Saved entries
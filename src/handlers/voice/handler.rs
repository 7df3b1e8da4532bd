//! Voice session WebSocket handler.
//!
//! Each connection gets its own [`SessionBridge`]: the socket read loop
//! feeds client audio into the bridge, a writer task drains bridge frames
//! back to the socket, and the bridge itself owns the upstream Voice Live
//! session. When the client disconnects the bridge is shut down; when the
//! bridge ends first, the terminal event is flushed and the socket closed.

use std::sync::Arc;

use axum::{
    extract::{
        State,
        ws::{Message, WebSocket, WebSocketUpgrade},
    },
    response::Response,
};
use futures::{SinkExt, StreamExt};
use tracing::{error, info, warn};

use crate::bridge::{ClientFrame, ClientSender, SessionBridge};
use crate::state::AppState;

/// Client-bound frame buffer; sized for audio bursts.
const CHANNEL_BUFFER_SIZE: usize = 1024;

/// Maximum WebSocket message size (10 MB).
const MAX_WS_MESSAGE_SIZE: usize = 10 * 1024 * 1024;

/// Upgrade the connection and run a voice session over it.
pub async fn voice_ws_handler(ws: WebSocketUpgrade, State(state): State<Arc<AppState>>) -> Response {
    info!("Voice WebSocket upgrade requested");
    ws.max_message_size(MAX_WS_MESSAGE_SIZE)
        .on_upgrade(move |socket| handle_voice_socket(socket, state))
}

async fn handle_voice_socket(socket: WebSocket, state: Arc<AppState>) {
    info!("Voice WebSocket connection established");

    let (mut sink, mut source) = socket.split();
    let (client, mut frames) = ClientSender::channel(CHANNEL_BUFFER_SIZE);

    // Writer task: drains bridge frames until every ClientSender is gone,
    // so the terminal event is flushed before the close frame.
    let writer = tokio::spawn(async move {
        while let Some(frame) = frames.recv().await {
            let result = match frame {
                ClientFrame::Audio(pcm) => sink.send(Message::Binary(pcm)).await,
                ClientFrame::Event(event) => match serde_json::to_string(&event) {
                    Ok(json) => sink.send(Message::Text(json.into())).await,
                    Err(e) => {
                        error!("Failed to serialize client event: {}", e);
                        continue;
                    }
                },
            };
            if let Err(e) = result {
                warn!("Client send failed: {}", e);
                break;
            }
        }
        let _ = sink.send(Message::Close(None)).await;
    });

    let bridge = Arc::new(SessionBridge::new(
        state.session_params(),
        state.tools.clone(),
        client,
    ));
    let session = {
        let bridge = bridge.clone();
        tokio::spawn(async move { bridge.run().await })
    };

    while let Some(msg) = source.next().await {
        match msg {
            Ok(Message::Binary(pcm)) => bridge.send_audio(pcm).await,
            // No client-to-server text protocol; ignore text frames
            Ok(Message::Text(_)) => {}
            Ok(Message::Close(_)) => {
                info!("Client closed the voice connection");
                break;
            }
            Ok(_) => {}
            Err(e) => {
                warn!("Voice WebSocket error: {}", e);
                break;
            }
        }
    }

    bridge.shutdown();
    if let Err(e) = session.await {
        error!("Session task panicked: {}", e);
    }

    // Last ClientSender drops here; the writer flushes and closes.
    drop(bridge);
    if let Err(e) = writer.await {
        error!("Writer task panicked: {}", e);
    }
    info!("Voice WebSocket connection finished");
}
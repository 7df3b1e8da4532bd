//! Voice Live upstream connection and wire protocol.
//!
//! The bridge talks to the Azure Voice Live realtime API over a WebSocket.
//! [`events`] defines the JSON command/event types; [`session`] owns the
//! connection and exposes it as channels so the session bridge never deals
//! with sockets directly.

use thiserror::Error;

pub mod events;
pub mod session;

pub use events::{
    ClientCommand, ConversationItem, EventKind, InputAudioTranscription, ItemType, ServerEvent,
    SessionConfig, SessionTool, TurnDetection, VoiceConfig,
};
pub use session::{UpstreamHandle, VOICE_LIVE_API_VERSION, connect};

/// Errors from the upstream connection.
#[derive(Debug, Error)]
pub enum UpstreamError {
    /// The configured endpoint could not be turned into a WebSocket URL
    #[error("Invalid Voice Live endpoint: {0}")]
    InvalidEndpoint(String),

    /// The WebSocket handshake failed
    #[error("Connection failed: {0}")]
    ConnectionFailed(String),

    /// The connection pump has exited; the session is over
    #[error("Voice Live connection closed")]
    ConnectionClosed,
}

- Task to complete
From the records above, tally every line that includes the word "info" and reply with the total by itself.

- Result of the task
5